Material shown:
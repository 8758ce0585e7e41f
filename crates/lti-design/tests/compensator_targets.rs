use lti_design::{DesignError, DesignOptions, design_lag, design_lag_lead, design_lead};

#[test]
fn lead_meets_phase_margin() {
    let d = design_lead(&[10.0], &[1.0, 3.0, 2.0], 60.0, &DesignOptions::default()).unwrap();
    let pm = d.performance.after.phase_margin.unwrap();
    assert!((pm - 60.0).abs() <= 2.0, "phase margin {pm}");
    assert!(d.performance.before.phase_margin.unwrap() < 60.0);
    assert_eq!(d.message, "Lead compensator designed successfully.");
    assert!(d.compensator.alpha > 0.0 && d.compensator.alpha < 1.0);
}

#[test]
fn lag_meets_velocity_constant() {
    let d = design_lag(&[10.0], &[1.0, 3.0, 2.0, 0.0], 10.0, &DesignOptions::default()).unwrap();
    let kv = d.performance.after.kv.unwrap();
    assert!((kv - 10.0).abs() <= 0.5, "kv {kv}");
    assert!((d.performance.before.kv.unwrap() - 5.0).abs() < 1e-12);
    assert!((d.compensator.beta - 2.0).abs() < 1e-12);
    // pole sits closer to the origin than the zero
    assert!(d.compensator.pole > d.compensator.zero && d.compensator.pole < 0.0);
}

#[test]
fn lag_lead_meets_both_targets() {
    let d = design_lag_lead(&[1.0], &[1.0, 1.0, 0.0], 60.0, 10.0, &DesignOptions::default())
        .unwrap();
    let after = d.performance.after;
    assert!((after.kv.unwrap() - 10.0).abs() <= 0.5, "kv {:?}", after.kv);
    let pm = after.phase_margin.unwrap();
    assert!(pm > 55.0 && pm < 65.0, "phase margin {pm}");
    assert_eq!(d.message, "Lag-Lead compensator designed successfully.");
}

#[test]
fn plots_share_a_grid() {
    let d = design_lead(&[10.0], &[1.0, 3.0, 2.0], 60.0, &DesignOptions::default()).unwrap();
    let bode = &d.plots.bode;
    assert!(!bode.omega.is_empty());
    assert_eq!(bode.omega.len(), bode.uncompensated_mag_db.len());
    assert_eq!(bode.omega.len(), bode.compensated_phase_deg.len());
    let step = &d.plots.step_response;
    assert_eq!(step.compensated_time.len(), step.compensated_response.len());
    // type-0 plant with DC gain 5: closed loop settles at 5/6
    let last = *step.uncompensated_response.last().unwrap();
    assert!((last - 5.0 / 6.0).abs() < 1e-2, "final value {last}");
}

#[test]
fn design_serializes_with_contract_keys() {
    let d = design_lead(&[10.0], &[1.0, 3.0, 2.0], 60.0, &DesignOptions::default()).unwrap();
    let v = serde_json::to_value(&d).unwrap();
    for key in ["zero", "pole", "alpha"] {
        assert!(v["compensator"].get(key).is_some(), "missing compensator.{key}");
    }
    for key in ["phase_margin", "gain_margin_db", "gain_crossover_freq", "kv"] {
        assert!(v["performance"]["before"].get(key).is_some(), "missing {key}");
    }
    assert!(v["plots"]["bode"].get("omega").is_some());
    assert!(v["plots"]["step_response"].get("compensated_response").is_some());
}

#[test]
fn improper_plant_rejected() {
    let err = design_lead(&[1.0, 0.0, 0.0], &[1.0, 1.0], 45.0, &DesignOptions::default())
        .unwrap_err();
    assert!(matches!(err, DesignError::InvalidInput { .. }));
}
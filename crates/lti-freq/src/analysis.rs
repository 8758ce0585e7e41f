//! Full frequency-domain analysis of an open loop.

use lti_core::{Complex64, ComplexPoint, TransferFunction};
use serde::{Deserialize, Serialize};
use tracing::info_span;

use crate::bode::{BodeData, bode_on_grid};
use crate::error::{FreqResult, invalid};
use crate::grid::{FrequencyOptions, frequency_grid, frequency_range};
use crate::margins::{StabilityMargins, margins};
use crate::nyquist::{NyquistData, nyquist_on_grid};
use crate::response::FactoredResponse;

#[derive(Clone, Debug, PartialEq, Serialize, Deserialize)]
pub struct FrequencyAnalysis {
    pub message: String,
    pub bode: BodeData,
    pub nyquist: NyquistData,
    pub stability_margins: StabilityMargins,
    /// `None` when a pole at the origin makes it unbounded
    pub dc_gain: Option<f64>,
}

/// Analyze `gain·Π(s − z)/Π(s − p)`.
///
/// # Errors
///
/// `InvalidInput` for an empty pole set, non-finite values or unpaired complex values.
pub fn analyze_zpk(
    zeros: &[ComplexPoint],
    poles: &[ComplexPoint],
    gain: f64,
    opts: &FrequencyOptions,
) -> FreqResult<FrequencyAnalysis> {
    if poles.is_empty() {
        return Err(invalid("transfer function requires at least one pole"));
    }
    if zeros.iter().chain(poles).any(|p| !p.is_finite()) {
        return Err(invalid("poles and zeros must be finite"));
    }
    let zeros: Vec<Complex64> = zeros.iter().map(|z| Complex64::from(*z)).collect();
    let poles: Vec<Complex64> = poles.iter().map(|p| Complex64::from(*p)).collect();
    analyze_response(&FactoredResponse::from_zpk(&zeros, &poles, gain)?, opts)
}

/// Analyze a transfer function in coefficient form.
pub fn analyze(tf: &TransferFunction, opts: &FrequencyOptions) -> FreqResult<FrequencyAnalysis> {
    analyze_response(&FactoredResponse::from_tf(tf)?, opts)
}

fn analyze_response(
    resp: &FactoredResponse,
    opts: &FrequencyOptions,
) -> FreqResult<FrequencyAnalysis> {
    if opts.points_per_decade == 0 || opts.max_points < 2 {
        return Err(invalid("frequency sweep needs at least 2 points"));
    }
    let _span = info_span!("frequency_analysis", poles = resp.poles.len()).entered();

    let (lo, hi) = frequency_range(&resp.corner_frequencies(), opts);
    let grid = frequency_grid(lo, hi, opts)?;
    Ok(FrequencyAnalysis {
        message: "Frequency domain analysis successful".to_string(),
        bode: bode_on_grid(resp, &grid),
        nyquist: nyquist_on_grid(resp, &grid, opts),
        stability_margins: margins(resp, opts)?,
        dc_gain: resp.dc_gain(),
    })
}

#[cfg(test)]
mod tests {
    use super::*;
    use crate::error::FreqError;

    #[test]
    fn empty_poles_rejected() {
        let err = analyze_zpk(&[], &[], 1.0, &FrequencyOptions::default()).unwrap_err();
        assert!(matches!(err, FreqError::InvalidInput { .. }));
    }

    #[test]
    fn zpk_first_order() {
        let res = analyze_zpk(
            &[],
            &[ComplexPoint::new(-1.0, 0.0)],
            2.0,
            &FrequencyOptions::default(),
        )
        .unwrap();
        assert_eq!(res.dc_gain, Some(2.0));
        assert_eq!(res.bode.omega.len(), res.bode.magnitude_db.len());
        assert!((res.bode.omega[0] - 1e-2).abs() < 1e-15);
        assert!((res.bode.magnitude_db[0] - 20.0 * 2f64.log10()).abs() < 1e-3);
        assert_eq!(res.stability_margins.gain_margin_db, None);
        assert!(res.stability_margins.gain_crossover_freq.is_some());
    }
}
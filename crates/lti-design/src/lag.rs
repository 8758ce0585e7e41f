//! Phase-lag compensation for a velocity-constant target.
//!
//! `Gc(s) = (s + z)/(s + z/β)`: unit gain at high frequency, gain `β` at DC,
//! so Kv rises by `β`. The zero is placed so that the network's own phase
//! lag at the compensated crossover equals the lag allowance. Because the
//! crossover itself moves with the zero, the placement is refined as a
//! fixed point, capped at `max_iterations`.

use lti_core::{Complex64, TransferFunction};
use lti_freq::{FactoredResponse, magnitude_crossing, margin_grid};
use serde::{Deserialize, Serialize};
use tracing::{debug, warn};

use crate::error::{DesignError, DesignResult, invalid, unreachable};
use crate::options::DesignOptions;
use crate::performance::{Design, finish, plant};

#[derive(Clone, Debug, PartialEq, Serialize, Deserialize)]
pub struct LagCompensator {
    /// Zero location, `-z`
    pub zero: f64,
    /// Pole location, `-z/β`
    pub pole: f64,
    pub beta: f64,
    pub numerator: Vec<f64>,
    pub denominator: Vec<f64>,
    pub iterations: usize,
    pub converged: bool,
}

impl LagCompensator {
    pub fn transfer_function(&self) -> DesignResult<TransferFunction> {
        Ok(TransferFunction::new(&self.numerator, &self.denominator)?)
    }
}

/// Phase lag (degrees, positive) of the network at `ω = r·z`.
pub fn lag_phase_deg(beta: f64, r: f64) -> f64 {
    ((beta * r).atan() - r.atan()).to_degrees()
}

/// Ratio `r = ωc/z` at which the network lags by `allowance_deg`.
///
/// The lag peaks at `r = 1/√β` with `asin((β − 1)/(β + 1))` and decays
/// above it; the solution is taken on the decaying side. When the peak lag
/// is already within the allowance the zero goes a decade below crossover.
pub fn lag_ratio(beta: f64, allowance_deg: f64) -> f64 {
    let peak_r = 1.0 / beta.sqrt();
    let peak = ((beta - 1.0) / (beta + 1.0)).asin().to_degrees();
    if !(beta > 1.0) || allowance_deg >= peak || allowance_deg <= 0.0 {
        return 10f64.max(peak_r);
    }
    let f = |r: f64| lag_phase_deg(beta, r) - allowance_deg;
    let mut lo = peak_r;
    let mut hi = peak_r * 2.0;
    for _ in 0..200 {
        if f(hi) < 0.0 {
            break;
        }
        lo = hi;
        hi *= 2.0;
    }
    for _ in 0..100 {
        let mid = (lo * hi).sqrt();
        if f(mid) > 0.0 {
            lo = mid;
        } else {
            hi = mid;
        }
    }
    (lo * hi).sqrt()
}

/// Velocity constant of a type-1 plant.
pub(crate) fn plant_kv(g: &TransferFunction) -> DesignResult<f64> {
    let ty = g.system_type();
    if ty != 1 {
        return Err(unreachable(format!(
            "lag compensation needs a type-1 plant; this plant is type {ty}"
        )));
    }
    g.velocity_constant()
        .filter(|kv| kv.is_finite() && *kv > 0.0)
        .ok_or_else(|| unreachable("plant velocity constant must be positive and finite"))
}

pub(crate) fn check_kv(desired: f64) -> DesignResult<()> {
    if desired.is_finite() && desired > 0.0 {
        Ok(())
    } else {
        Err(invalid("desired Kv must be positive and finite"))
    }
}

fn with_lag(resp: &FactoredResponse, z: f64, beta: f64) -> FactoredResponse {
    let mut out = resp.clone();
    out.zeros.push(Complex64::new(-z, 0.0));
    out.poles.push(Complex64::new(-z / beta, 0.0));
    out
}

/// Lag network raising the velocity constant of `open_loop` by `beta`.
/// Returns the network and a convergence warning, if any.
pub(crate) fn lag_stage(
    open_loop: &TransferFunction,
    beta: f64,
    opts: &DesignOptions,
) -> DesignResult<(LagCompensator, Option<String>)> {
    let resp = FactoredResponse::from_tf(open_loop)?;
    let grid = margin_grid(&resp, &opts.frequency)?;
    let bisection = opts.frequency.bisection_iterations;
    let wc0 = magnitude_crossing(&resp, &grid, 1.0, bisection)
        .ok_or_else(|| unreachable("the loop has no gain crossover to place the lag network against"))?;

    let r = lag_ratio(beta, opts.lag_phase_allowance);
    let mut z = wc0 / r;
    let mut iterations = 0;
    let mut change = f64::INFINITY;
    let mut converged = false;
    while iterations < opts.max_iterations {
        iterations += 1;
        let Some(wc) = magnitude_crossing(&with_lag(&resp, z, beta), &grid, 1.0, bisection) else {
            break;
        };
        let next = wc / r;
        change = (next - z).abs() / z;
        z = next;
        if change <= opts.tolerance {
            converged = true;
            break;
        }
    }

    let warning = if converged {
        None
    } else {
        warn!(iterations, change, "lag placement did not converge");
        Some(format!(
            "ConvergenceWarning: lag zero placement did not converge within {} iterations (last relative change {change:.2e}); best estimate returned",
            opts.max_iterations
        ))
    };
    debug!(beta, r, z, iterations, converged, "lag stage");

    let p = z / beta;
    Ok((
        LagCompensator {
            zero: -z,
            pole: -p,
            beta,
            numerator: vec![1.0, z],
            denominator: vec![1.0, p],
            iterations,
            converged,
        },
        warning,
    ))
}

/// Lag design for a velocity-constant target.
///
/// # Errors
///
/// - `InvalidInput` for an invalid plant or target
/// - `TargetAlreadyMet` when the plant's Kv equals the target
/// - `UnreachableDesignTarget` for a plant that is not type 1, a target
///   below the plant's Kv, or a loop without gain crossover
pub fn design_lag(
    numerator: &[f64],
    denominator: &[f64],
    desired_kv: f64,
    opts: &DesignOptions,
) -> DesignResult<Design<LagCompensator>> {
    check_kv(desired_kv)?;
    let g = plant(numerator, denominator)?;
    let kv = plant_kv(&g)?;
    if (desired_kv - kv).abs() <= 1e-9 * kv {
        return Err(DesignError::TargetAlreadyMet {
            what: format!("plant Kv {kv:.4} already equals the desired Kv"),
        });
    }
    if desired_kv < kv {
        return Err(unreachable(format!(
            "desired Kv {desired_kv:.4} is below the plant's Kv {kv:.4}; a lag network can only raise it"
        )));
    }

    let (lag, warning) = lag_stage(&g, desired_kv / kv, opts)?;
    let compensated = lag.transfer_function()?.series(&g);
    finish(
        "Lag compensator designed successfully.",
        lag,
        &g,
        &compensated,
        warning.into_iter().collect(),
        opts,
    )
}
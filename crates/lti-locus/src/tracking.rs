//! Branch continuation over a gain sweep.
//!
//! At each gain the closed-loop roots are matched to the branches greedily:
//! the globally closest (branch, root) pair is taken first. Pairs whose
//! distance lies within `tie_window` (relative) of that best distance are
//! treated as tied and ranked by distance to the branch's linearly
//! extrapolated position, so a branch keeps its direction of travel through
//! near-coincident roots. Remaining exact ties go to the lower branch index,
//! then the lower root index.

use lti_core::{Complex64, LtiError, Polynomial, log_sweep};
use tracing::debug;

use crate::error::LocusResult;

/// One branch as traced, before conversion to the output shape.
#[derive(Clone, Debug, Default, PartialEq)]
pub struct TrackedBranch {
    pub points: Vec<Complex64>,
    pub gains: Vec<f64>,
}

impl TrackedBranch {
    fn last(&self) -> Option<Complex64> {
        self.points.last().copied()
    }

    fn predicted(&self) -> Option<Complex64> {
        match self.points.as_slice() {
            [] => None,
            [only] => Some(*only),
            [.., prev, last] => Some(*last * 2.0 - *prev),
        }
    }
}

/// `K = 0` followed by `samples` geometric gains in `[k_min, k_max]`.
pub fn gain_grid(k_min: f64, k_max: f64, samples: usize) -> LocusResult<Vec<f64>> {
    let mut grid = Vec::with_capacity(samples + 1);
    grid.push(0.0);
    grid.extend(log_sweep(k_min, k_max, samples)?);
    Ok(grid)
}

/// Trace the roots of `den + K·num` over `gains`.
///
/// Branch `i < poles.len()` starts at `poles[i]` for `K = 0`. When the
/// numerator has the higher degree the extra branches come in from infinity
/// and start at the first positive gain.
pub fn trace_branches(
    num: &Polynomial,
    den: &Polynomial,
    poles: &[Complex64],
    gains: &[f64],
    tie_window: f64,
) -> LocusResult<Vec<TrackedBranch>> {
    let count = den.degree().max(num.degree());
    let mut branches: Vec<TrackedBranch> = (0..count)
        .map(|i| match poles.get(i) {
            Some(p) => TrackedBranch {
                points: vec![*p],
                gains: vec![0.0],
            },
            None => TrackedBranch::default(),
        })
        .collect();

    for &k in gains.iter().filter(|k| **k > 0.0) {
        let characteristic = den + &num.scale(k);
        let roots = characteristic.roots()?;
        if roots.len() != count {
            return Err(LtiError::Invariant {
                what: "closed-loop degree changed along the gain sweep",
            }
            .into());
        }
        for (b, j) in assign(&branches, &roots, tie_window).into_iter().enumerate() {
            if let Some(j) = j {
                branches[b].points.push(roots[j]);
                branches[b].gains.push(k);
            }
        }
    }

    debug!(branches = count, samples = gains.len(), "root locus traced");
    Ok(branches)
}

/// Root index for every branch (`None` when no root is left for it).
fn assign(branches: &[TrackedBranch], roots: &[Complex64], tie_window: f64) -> Vec<Option<usize>> {
    let mut out = vec![None; branches.len()];
    let mut free = vec![true; roots.len()];
    let mut open: Vec<usize> = (0..branches.len())
        .filter(|b| !branches[*b].points.is_empty())
        .collect();

    while !open.is_empty() && free.iter().any(|f| *f) {
        let mut best = f64::INFINITY;
        for &b in &open {
            if let Some(last) = branches[b].last() {
                for (j, r) in roots.iter().enumerate() {
                    if free[j] {
                        best = best.min((r - last).norm());
                    }
                }
            }
        }
        let window = best * (1.0 + tie_window) + f64::EPSILON;

        let mut choice: Option<(usize, usize, f64)> = None;
        for (pos, &b) in open.iter().enumerate() {
            let (Some(last), Some(pred)) = (branches[b].last(), branches[b].predicted()) else {
                continue;
            };
            for (j, r) in roots.iter().enumerate() {
                if !free[j] || (r - last).norm() > window {
                    continue;
                }
                let score = (r - pred).norm();
                if choice.is_none_or(|(_, _, s)| score < s) {
                    choice = Some((pos, j, score));
                }
            }
        }
        let Some((pos, j, _)) = choice else {
            break;
        };
        out[open[pos]] = Some(j);
        free[j] = false;
        open.remove(pos);
    }

    let mut fresh = (0..branches.len()).filter(|b| branches[*b].points.is_empty());
    for j in (0..roots.len()).filter(|j| free[*j]) {
        if let Some(b) = fresh.next() {
            out[b] = Some(j);
        }
    }
    out
}

#[cfg(test)]
mod tests {
    use super::*;

    fn c(re: f64, im: f64) -> Complex64 {
        Complex64::new(re, im)
    }

    #[test]
    fn grid_starts_at_zero() {
        let g = gain_grid(1e-2, 1e2, 5).unwrap();
        assert_eq!(g.len(), 6);
        assert_eq!(g[0], 0.0);
        assert!((g[1] - 1e-2).abs() < 1e-15);
        assert!((g[5] - 1e2).abs() < 1e-9);
        assert!(gain_grid(0.0, 1.0, 5).is_err());
    }

    #[test]
    fn nearest_root_wins() {
        let branches = vec![
            TrackedBranch {
                points: vec![c(0.0, 0.0)],
                gains: vec![0.0],
            },
            TrackedBranch {
                points: vec![c(-1.0, 0.0)],
                gains: vec![0.0],
            },
        ];
        let roots = [c(-0.9, 0.0), c(-0.1, 0.0)];
        assert_eq!(assign(&branches, &roots, 0.1), vec![Some(1), Some(0)]);
    }

    #[test]
    fn tie_broken_by_direction_of_travel() {
        // moving right along the real axis, two roots equidistant from the last sample
        let branches = vec![TrackedBranch {
            points: vec![c(-1.0, 0.0), c(-0.5, 0.0)],
            gains: vec![0.0, 1.0],
        }];
        let roots = [c(-0.5, 0.5), c(0.0, 0.0)];
        let distances: Vec<f64> = roots.iter().map(|r| (r - c(-0.5, 0.0)).norm()).collect();
        assert!((distances[0] - distances[1]).abs() < 1e-12);
        assert_eq!(assign(&branches, &roots, 0.1), vec![Some(1)]);
    }

    #[test]
    fn exact_tie_goes_to_lower_branch() {
        let branches = vec![
            TrackedBranch {
                points: vec![c(0.0, 0.0)],
                gains: vec![0.0],
            },
            TrackedBranch {
                points: vec![c(0.0, 0.0)],
                gains: vec![0.0],
            },
        ];
        let roots = [c(0.0, 1.0), c(0.0, -1.0)];
        assert_eq!(assign(&branches, &roots, 0.1), vec![Some(0), Some(1)]);
    }

    #[test]
    fn branches_start_at_poles() {
        // s(s + 2) + K
        let den = Polynomial::new(vec![1.0, 2.0, 0.0]);
        let num = Polynomial::constant(1.0);
        let poles = [c(-2.0, 0.0), c(0.0, 0.0)];
        let gains = gain_grid(1e-3, 1e3, 400).unwrap();
        let branches = trace_branches(&num, &den, &poles, &gains, 0.1).unwrap();
        assert_eq!(branches.len(), 2);
        assert_eq!(branches[0].points[0], poles[0]);
        assert_eq!(branches[1].points[0], poles[1]);
        for b in &branches {
            assert_eq!(b.points.len(), gains.len());
            // after breakaway at s = -1 both branches stay on the vertical line
            let end = b.points[b.points.len() - 1];
            assert!((end.re + 1.0).abs() < 1e-6);
        }
        // conjugate branches end in opposite half planes
        let a = branches[0].points.last().unwrap().im;
        let b = branches[1].points.last().unwrap().im;
        assert!(a * b < 0.0);
    }

    #[test]
    fn extra_branches_from_infinity() {
        // (s + 1) + K (s + 2)(s + 3)
        let den = Polynomial::new(vec![1.0, 1.0]);
        let num = Polynomial::new(vec![1.0, 5.0, 6.0]);
        let gains = gain_grid(1e-3, 1e3, 200).unwrap();
        let branches = trace_branches(&num, &den, &[c(-1.0, 0.0)], &gains, 0.1).unwrap();
        assert_eq!(branches.len(), 2);
        assert_eq!(branches[0].gains[0], 0.0);
        assert!(branches[1].gains[0] > 0.0);
        assert_eq!(branches[1].points.len(), gains.len() - 1);
    }
}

Task statement:
Once you reach the line with "check_kv(desired_kv)?;" in the data above, copy it and every line after it exactly, up to and including the line with "At each gain".

Answer box:
    check_kv(desired_kv)?;
    let g = plant(numerator, denominator)?;
    let kv = plant_kv(&g)?;
    if (desired_kv - kv).abs() <= 1e-9 * kv {
        return Err(DesignError::TargetAlreadyMet {
            what: format!("plant Kv {kv:.4} already equals the desired Kv"),
        });
    }
    if desired_kv < kv {
        return Err(unreachable(format!(
            "desired Kv {desired_kv:.4} is below the plant's Kv {kv:.4}; a lag network can only raise it"
        )));
    }

    let (lag, warning) = lag_stage(&g, desired_kv / kv, opts)?;
    let compensated = lag.transfer_function()?.series(&g);
    finish(
        "Lag compensator designed successfully.",
        lag,
        &g,
        &compensated,
        warning.into_iter().collect(),
        opts,
    )
}
filename crates/lti-locus/src/tracking.rs
//! Branch continuation over a gain sweep.
//!
//! At each gain the closed-loop roots are matched to the branches greedily:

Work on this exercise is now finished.